The article is chock-full of interesting nuggets (gold nuggets?), and, if read the right way, solid advice. For example, one app was selling modestly at a price of $4.99. But when a simpler version of it was made downloadable for free, in order to get users hooked, and the full version's price dropped to $2.99, it really took off. Also, who knew that already there were more than 25,000 applications in the Apple app store alone?
One ironic aspect to this trend, incidentally, is that the recession is if anything accelerating it by giving talented people who ordinarily would have jobs with larger companies the time, if involuntarily, to strike out on their own as entrepreneurs. One profiled app creator was recently laid off from Sun Microsystems, for example.
In fact, in a subsequent blogpost, the author of the article sounded a note of caution about the increasing glut of apps, positing, "As more developers seek their fortune in the glossy curves of the device, the App Store is becoming crowded. Competition is spiking, driving down application prices--and the chances of becoming the next iMillionaire." The saving grace might be the iPhone's 3.0 application system, forthcoming this summer, which should grant app-makers new methods for monetizing their products--although even this could turn out to be a boon largely to those big corporations that offer apps rather than mom-and-pop app-creators, the author argues.
Of course, there's also always Blackberry App World! TechCrunch has an interesting review of Research In Motion's counterstrike to the iPhone juggernaut here. So there's another available platform for developers; expect something similar at some point from Google for its Android smartphone operating system.

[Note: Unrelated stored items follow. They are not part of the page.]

//! JSON configuration, loaded once at startup. Follows the teacher's
//! `persistence::load_state` pattern: a missing or corrupt file logs a
//! warning and falls back to defaults rather than failing startup.

use std::path::Path;

use serde::{Deserialize, Serialize};
use tracing::warn;

#[derive(Debug, Clone, Serialize, Deserialize)]
#[serde(default)]
pub struct RadarConfig {
    pub enabled: bool,
    pub host: String,
    pub command_port: u16,
    /// Max bytes of resync search before a header mismatch becomes a `ProtocolError`.
    pub resync_budget_bytes: usize,
    pub io_timeout_ms: u64,
}

impl Default for RadarConfig {
    fn default() -> Self {
        Self {
            enabled: false,
            host: "192.168.1.25".to_string(),
            command_port: 29982,
            resync_budget_bytes: 65536,
            io_timeout_ms: 1000,
        }
    }
}

#[derive(Debug, Clone, Serialize, Deserialize)]
#[serde(default)]
pub struct RfConfig {
    pub enabled: bool,
    pub host: String,
    pub port: u16,
    pub cert_path: String,
    pub key_path: String,
    pub ca_path: String,
    pub io_timeout_ms: u64,
}

impl Default for RfConfig {
    fn default() -> Self {
        Self {
            enabled: false,
            host: "127.0.0.1".to_string(),
            port: 8443,
            cert_path: "certs/client.cert.pem".to_string(),
            key_path: "certs/client.key.pem".to_string(),
            ca_path: "certs/ca-chain.cert.pem".to_string(),
            io_timeout_ms: 1000,
        }
    }
}

#[derive(Debug, Clone, Serialize, Deserialize)]
#[serde(default)]
pub struct GpsConfig {
    pub enabled: bool,
    pub port: String,
    pub port_linux: String,
    pub baudrate: u32,
    pub fix_timeout_secs: f64,
}

impl Default for GpsConfig {
    fn default() -> Self {
        Self {
            enabled: false,
            port: "COM3".to_string(),
            port_linux: "/dev/ttyACM0".to_string(),
            baudrate: 115_200,
            fix_timeout_secs: 5.0,
        }
    }
}

#[derive(Debug, Clone, Serialize, Deserialize)]
#[serde(default)]
pub struct GunnerConfig {
    pub track_port: u16,
    pub status_port: u16,
    pub broadcast_addr: String,
    pub stale_secs: f64,
}

impl Default for GunnerConfig {
    fn default() -> Self {
        Self {
            track_port: 5100,
            status_port: 5101,
            broadcast_addr: "255.255.255.255".to_string(),
            stale_secs: 10.0,
        }
    }
}

#[derive(Debug, Clone, Serialize, Deserialize)]
#[serde(default)]
pub struct ThresholdsConfig {
    pub assoc_delta_az_deg: f64,
    pub assoc_delta_range_m: f64,
    pub tail_seconds: f64,
    pub tail_capacity: usize,
    pub track_stale_secs: f64,
    pub fusion_tick_hz: f64,
    pub broadcast_tick_hz: f64,
}

impl Default for ThresholdsConfig {
    fn default() -> Self {
        Self {
            assoc_delta_az_deg: 10.0,
            assoc_delta_range_m: 200.0,
            tail_seconds: 20.0,
            tail_capacity: 100,
            track_stale_secs: 5.0,
            fusion_tick_hz: 30.0,
            broadcast_tick_hz: 10.0,
        }
    }
}

#[derive(Debug, Clone, Serialize, Deserialize, Default)]
#[serde(default)]
pub struct NetworkConfig {
    pub radar: RadarConfig,
    pub rf: RfConfig,
}

#[derive(Debug, Clone, Serialize, Deserialize, Default)]
#[serde(default)]
pub struct Config {
    pub network: NetworkConfig,
    pub gps: GpsConfig,
    pub gunner: GunnerConfig,
    pub thresholds: ThresholdsConfig,
    pub api_bind_addr: Option<String>,
}

impl Config {
    pub async fn load(path: impl AsRef<Path>) -> Self {
        let path = path.as_ref();
        if !path.exists() {
            warn!("no config file at {}, using defaults", path.display());
            return Config::default();
        }
        match tokio::fs::read_to_string(path).await {
            Ok(data) => match serde_json::from_str::<Config>(&data) {
                Ok(cfg) => cfg,
                Err(e) => {
                    warn!("failed to parse {}: {e}, using defaults", path.display());
                    Config::default()
                }
            },
            Err(e) => {
                warn!("failed to read {}: {e}, using defaults", path.display());
                Config::default()
            }
        }
    }
}

#[cfg(test)]
mod tests {
    use super::*;

    #[test]
    fn default_config_has_sensors_disabled() {
        let cfg = Config::default();
        assert!(!cfg.network.radar.enabled);
        assert!(!cfg.network.rf.enabled);
        assert!(!cfg.gps.enabled);
    }

    #[tokio::test]
    async fn missing_file_falls_back_to_defaults() {
        let cfg = Config::load("/nonexistent/path/config.json").await;
        assert_eq!(cfg.gunner.track_port, 5100);
    }
}
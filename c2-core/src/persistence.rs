//! Persisted radar configuration (`radar_config.json`) — IPv4, search/track
//! FOV bounds, range bounds, and platform orientation. Written atomically on
//! every successful `configure_radar`, loaded at startup, defaulted if
//! missing. Mirrors the teacher's `persistence::load_state` / `save_state`
//! split (load tolerates a missing/corrupt file, save is fallible).

use std::path::Path;

use anyhow::Result;
use serde::{Deserialize, Serialize};
use tracing::{info, warn};

#[derive(Debug, Clone, Copy, Serialize, Deserialize, PartialEq)]
#[serde(default)]
pub struct FovBounds {
    pub az_min_deg: f64,
    pub az_max_deg: f64,
    pub el_min_deg: f64,
    pub el_max_deg: f64,
}

impl Default for FovBounds {
    fn default() -> Self {
        Self {
            az_min_deg: -60.0,
            az_max_deg: 60.0,
            el_min_deg: -20.0,
            el_max_deg: 40.0,
        }
    }
}

#[derive(Debug, Clone, Serialize, Deserialize, PartialEq)]
#[serde(default)]
pub struct RadarPersistedConfig {
    pub host: String,
    pub search_fov: FovBounds,
    pub track_fov: FovBounds,
    pub range_min_m: f64,
    pub range_max_m: f64,
    pub platform_yaw_offset_deg: f64,
    pub platform_pitch_offset_deg: f64,
    pub platform_roll_offset_deg: f64,
}

impl Default for RadarPersistedConfig {
    fn default() -> Self {
        Self {
            host: "192.168.1.25".to_string(),
            search_fov: FovBounds::default(),
            track_fov: FovBounds::default(),
            range_min_m: 10.0,
            range_max_m: 3000.0,
            platform_yaw_offset_deg: 0.0,
            platform_pitch_offset_deg: 0.0,
            platform_roll_offset_deg: 0.0,
        }
    }
}

const RADAR_CONFIG_FILE: &str = "radar_config.json";

pub async fn load_radar_config(path: impl AsRef<Path>) -> RadarPersistedConfig {
    let path = path.as_ref();
    if !path.exists() {
        info!("no {} found, using default radar config", path.display());
        return RadarPersistedConfig::default();
    }
    match tokio::fs::read_to_string(path).await {
        Ok(data) => match serde_json::from_str(&data) {
            Ok(cfg) => cfg,
            Err(e) => {
                warn!("failed to parse {}: {e}, using defaults", path.display());
                RadarPersistedConfig::default()
            }
        },
        Err(e) => {
            warn!("failed to read {}: {e}, using defaults", path.display());
            RadarPersistedConfig::default()
        }
    }
}

/// Write atomically: serialize to a sibling `.tmp` file then rename over the
/// target, so a crash mid-write never leaves a truncated config on disk.
pub async fn save_radar_config(path: impl AsRef<Path>, cfg: &RadarPersistedConfig) -> Result<()> {
    let path = path.as_ref();
    let tmp_path = path.with_extension("json.tmp");
    let json = serde_json::to_string_pretty(cfg)?;
    tokio::fs::write(&tmp_path, json).await?;
    tokio::fs::rename(&tmp_path, path).await?;
    Ok(())
}

pub fn default_radar_config_path() -> &'static str {
    RADAR_CONFIG_FILE
}

#[cfg(test)]
mod tests {
    use super::*;

    #[tokio::test]
    async fn round_trips_through_disk() {
        let dir = tempfile::tempdir().unwrap();
        let path = dir.path().join("radar_config.json");

        let mut cfg = RadarPersistedConfig::default();
        cfg.host = "10.0.0.5".to_string();
        cfg.range_max_m = 5000.0;

        save_radar_config(&path, &cfg).await.unwrap();
        let reloaded = load_radar_config(&path).await;
        assert_eq!(reloaded, cfg);
    }

    #[tokio::test]
    async fn missing_file_yields_defaults() {
        let cfg = load_radar_config("/nonexistent/radar_config.json").await;
        assert_eq!(cfg, RadarPersistedConfig::default());
    }
}
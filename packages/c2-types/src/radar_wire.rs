//! Little-endian binary layout of the radar track wire (see spec §6).
//! `RadarHeader`/`RadarTrackRecord` are `#[repr(C)]` + `bytemuck::Pod` so a
//! byte slice can be reinterpreted directly, matching the vendor's C struct
//! layout the same way the wire structs in comparable driver crates do.

use bytemuck::{Pod, Zeroable};

pub const RADAR_HEADER_SIZE: usize = 40;
pub const RADAR_TRACK_RECORD_SIZE: usize = 248;
pub const RADAR_TAG_MAGIC: &[u8] = b"<track";

#[repr(C)]
#[derive(Debug, Clone, Copy, Pod, Zeroable)]
pub struct RadarHeader {
    pub tag: [u8; 12],
    pub packet_size: u32,
    pub n_tracks: u32,
    pub sys_time_days: u32,
    pub sys_time_ms: u32,
    pub profile_atracker: u32,
    pub profile_atracker_main: u32,
    pub packet_type: u32,
}

impl RadarHeader {
    pub fn tag_matches(&self) -> bool {
        self.tag.starts_with(RADAR_TAG_MAGIC)
    }
}

#[repr(C)]
#[derive(Debug, Clone, Copy, Pod, Zeroable)]
pub struct RadarTrackRecord {
    pub id: u32,
    pub state: u32,
    pub az: f32,
    pub el: f32,
    pub range: f32,
    pub x: f32,
    pub y: f32,
    pub z: f32,
    pub vx: f32,
    pub vy: f32,
    pub vz: f32,
    pub assoc_id: [u32; 3],
    pub assoc_chi2: [f32; 3],
    pub toca_days: i32,
    pub toca_ms: i32,
    pub doca: f32,
    pub lifetime: f32,
    pub last_update_days: u32,
    pub last_update_ms: u32,
    pub last_assoc_days: u32,
    pub last_assoc_ms: u32,
    pub acquired_days: u32,
    pub acquired_ms: u32,
    pub est_confidence: f32,
    pub num_assoc_meas: u32,
    pub est_rcs: f32,
    pub prob_other: f32,
    pub prob_uav: f32,
}

const _: () = assert!(std::mem::size_of::<RadarHeader>() == RADAR_HEADER_SIZE);
const _: () = assert!(std::mem::size_of::<RadarTrackRecord>() == RADAR_TRACK_RECORD_SIZE);

#[cfg(test)]
mod tests {
    use super::*;

    #[test]
    fn struct_sizes_match_wire_spec() {
        assert_eq!(std::mem::size_of::<RadarHeader>(), RADAR_HEADER_SIZE);
        assert_eq!(
            std::mem::size_of::<RadarTrackRecord>(),
            RADAR_TRACK_RECORD_SIZE
        );
    }
}
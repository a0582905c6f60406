//! Orchestration bridge (§4.8). A single task owns the fusion engine and
//! engagement controller exclusively and ticks them at 30 Hz; every other
//! component — the HTTP API, the gunner broadcast service — reaches in
//! through [`OrchestrationHandle`], a cheap `Clone` of watch receivers and a
//! command channel for the two operations (`engage`/`disengage`) that need
//! exclusive access to track state.

use std::path::PathBuf;
use std::sync::Arc;
use std::time::{Duration, Instant};

use c2_types::{C2Result, EngagementState, FusionEvent, OwnShip, SensorHealth, Track};
use tokio::sync::{broadcast, mpsc, oneshot, watch};
use tokio::time::interval;
use tracing::info;

use crate::broadcast::{self, SnapshotSource};
use crate::config::Config;
use crate::drivers::{gnss, radar, rf};
use crate::engagement::EngagementController;
use crate::fusion::FusionEngine;
use crate::persistence::{self, RadarPersistedConfig};

#[derive(Debug, Clone, Copy)]
pub struct HealthSnapshot {
    pub radar: SensorHealth,
    pub rf: SensorHealth,
    pub gnss: SensorHealth,
}

enum ControlCommand {
    Engage(u64, u64, oneshot::Sender<C2Result<()>>),
    Disengage(oneshot::Sender<C2Result<()>>),
}

#[derive(Clone)]
pub struct OrchestrationHandle {
    radar: radar::RadarHandle,
    rf_health_rx: watch::Receiver<SensorHealth>,
    gnss: gnss::GnssHandle,
    tracks_rx: watch::Receiver<Vec<Track>>,
    engaged_rx: watch::Receiver<EngagementState>,
    highest_priority_rx: watch::Receiver<Option<u64>>,
    control_tx: mpsc::Sender<ControlCommand>,
    radar_config_path: Arc<PathBuf>,
    events_tx: broadcast::Sender<FusionEvent>,
}

impl OrchestrationHandle {
    pub fn snapshot(&self) -> Vec<Track> {
        self.tracks_rx.borrow().clone()
    }

    pub fn ownship(&self) -> Option<OwnShip> {
        self.gnss.ownship()
    }

    pub fn health(&self) -> HealthSnapshot {
        HealthSnapshot {
            radar: self.radar.health(),
            rf: *self.rf_health_rx.borrow(),
            gnss: self.gnss.health(),
        }
    }

    pub fn engaged(&self) -> Option<u64> {
        self.engaged_rx.borrow().engaged_track_id()
    }

    /// The track the hysteresis rule currently rates highest priority,
    /// independent of whatever the operator has engaged (if anything).
    pub fn highest_priority_id(&self) -> Option<u64> {
        *self.highest_priority_rx.borrow()
    }

    /// A live feed of track-created/lost and gunner station registration
    /// events, for a future mission-recording sink.
    pub fn subscribe(&self) -> broadcast::Receiver<FusionEvent> {
        self.events_tx.subscribe()
    }

    pub async fn connect_radar(&self) -> C2Result<()> {
        self.radar.connect().await?;
        let cfg = persistence::load_radar_config(&*self.radar_config_path).await;
        self.radar.configure(cfg).await
    }

    pub async fn start_radar(&self) -> C2Result<()> {
        self.radar.start().await
    }

    pub async fn stop_radar(&self) -> C2Result<()> {
        self.radar.stop().await
    }

    pub async fn disconnect_radar(&self) -> C2Result<()> {
        self.radar.disconnect().await
    }

    pub async fn configure_radar(&self, cfg: RadarPersistedConfig) -> C2Result<()> {
        self.radar.configure(cfg.clone()).await?;
        persistence::save_radar_config(&*self.radar_config_path, &cfg)
            .await
            .map_err(|e| c2_types::C2Error::ConfigError(e.to_string()))?;
        Ok(())
    }

    pub async fn engage_track(&self, track_id: u64, operator_id: u64) -> C2Result<()> {
        let (tx, rx) = oneshot::channel();
        self.send_control(ControlCommand::Engage(track_id, operator_id, tx)).await?;
        rx.await.map_err(|_| c2_types::C2Error::StateError("orchestration task dropped the reply".into()))?
    }

    pub async fn disengage_track(&self) -> C2Result<()> {
        let (tx, rx) = oneshot::channel();
        self.send_control(ControlCommand::Disengage(tx)).await?;
        rx.await.map_err(|_| c2_types::C2Error::StateError("orchestration task dropped the reply".into()))?
    }

    async fn send_control(&self, cmd: ControlCommand) -> C2Result<()> {
        self.control_tx
            .send(cmd)
            .await
            .map_err(|_| c2_types::C2Error::StateError("orchestration task has stopped".into()))
    }
}

/// Wire up every driver, the fusion engine, the engagement controller, and
/// the gunner broadcast service, then spawn the 30 Hz tick loop. Returns a
/// handle the HTTP API layer can clone freely.
pub fn spawn(config: Config, radar_config_path: PathBuf) -> OrchestrationHandle {
    let (measurement_tx, measurement_rx) = mpsc::channel(1024);
    let (fusion_events_tx, mut fusion_events_rx) = broadcast::channel(256);

    let gnss_handle = gnss::spawn(config.gps.clone());
    let radar_handle = radar::spawn(config.network.radar.clone(), measurement_tx.clone());
    let rf_handle = rf::spawn(config.network.rf.clone(), gnss_handle.subscribe(), measurement_tx);

    let (tracks_tx, tracks_rx) = watch::channel(Vec::new());
    let (engaged_tx, engaged_rx) = watch::channel(EngagementState::Idle);
    let (radar_online_tx, radar_online_rx) = watch::channel(false);
    let (rf_online_tx, rf_online_rx) = watch::channel(false);
    let (ownship_tx, ownship_rx) = watch::channel(None);
    let (highest_priority_tx, highest_priority_rx) = watch::channel(None);
    let (control_tx, mut control_rx) = mpsc::channel(8);

    let broadcast_handle = broadcast::spawn(
        config.gunner.clone(),
        config.thresholds.broadcast_tick_hz,
        SnapshotSource {
            engaged: engaged_rx.clone(),
            tracks: tracks_rx.clone(),
            radar_online: radar_online_rx,
            rf_online: rf_online_rx,
            ownship: ownship_rx,
        },
        fusion_events_tx.clone(),
    );
    let mut broadcast_disengage_rx = broadcast_handle.disengage_rx;

    let thresholds = config.thresholds.clone();
    let radar_config_path = Arc::new(radar_config_path);

    let handle = OrchestrationHandle {
        radar: radar_handle.clone(),
        rf_health_rx: rf_handle.health_watch(),
        gnss: gnss_handle.clone(),
        tracks_rx,
        engaged_rx,
        highest_priority_rx,
        control_tx,
        radar_config_path,
        events_tx: fusion_events_tx.clone(),
    };

    tokio::spawn(async move {
        let mut fusion = FusionEngine::new(thresholds.clone(), fusion_events_tx.clone());
        let mut engagement = EngagementController::new(fusion_events_tx.clone());
        let mut measurement_rx = measurement_rx;
        let mut ticker = interval(Duration::from_secs_f64(1.0 / thresholds.fusion_tick_hz));

        loop {
            tokio::select! {
                biased;

                _ = ticker.tick() => {
                    let now = Instant::now();
                    let mut batch = Vec::new();
                    while let Ok(m) = measurement_rx.try_recv() {
                        batch.push(m);
                    }
                    fusion.tick(batch, now);
                    engagement.sweep(&fusion);
                    let highest_priority = engagement.recompute_priority(&fusion);

                    let _ = tracks_tx.send(fusion.tracks().cloned().collect());
                    let _ = engaged_tx.send(engagement.state());
                    let _ = highest_priority_tx.send(highest_priority);
                    let _ = radar_online_tx.send(radar_handle.health() == SensorHealth::Online);
                    let _ = rf_online_tx.send(rf_handle.health() == SensorHealth::Online);
                    let _ = ownship_tx.send(gnss_handle.ownship());
                }

                Some(cmd) = control_rx.recv() => {
                    match cmd {
                        ControlCommand::Engage(track_id, operator_id, reply) => {
                            let _ = reply.send(engagement.engage(track_id, operator_id, &fusion));
                        }
                        ControlCommand::Disengage(reply) => {
                            engagement.disengage();
                            let _ = reply.send(Ok(()));
                        }
                    }
                }

                Some(()) = broadcast_disengage_rx.recv() => {
                    engagement.disengage();
                }

                Ok(event) = fusion_events_rx.recv() => {
                    info!(target: "c2_core::orchestration", event = ?event, "fusion event");
                }
            }
        }
    });

    handle
}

And one more thing. We really couldn't make up so perfect an example of the way in which these smartphones, like so much information technology before them, are serving as a great leveler that gives even the smallest of start-ups and even the most novice of entrepreneurs a bona fide way to compete with the big guys. It's not enough that Stanford, whose symbiotic relationship to nearby Silicon Valley has been well documented (Stanford was of course once the academic home to Sergey Brin and Larry Page, among many others), offers a popular course on--what else?--how to develop an iPhone app. Now, though, you don't have to go to Stanford to view the course. Rather, reports TechCrunch, you can go right ahead and download it, for free, to your iPhone as a video podcast. How appropriate.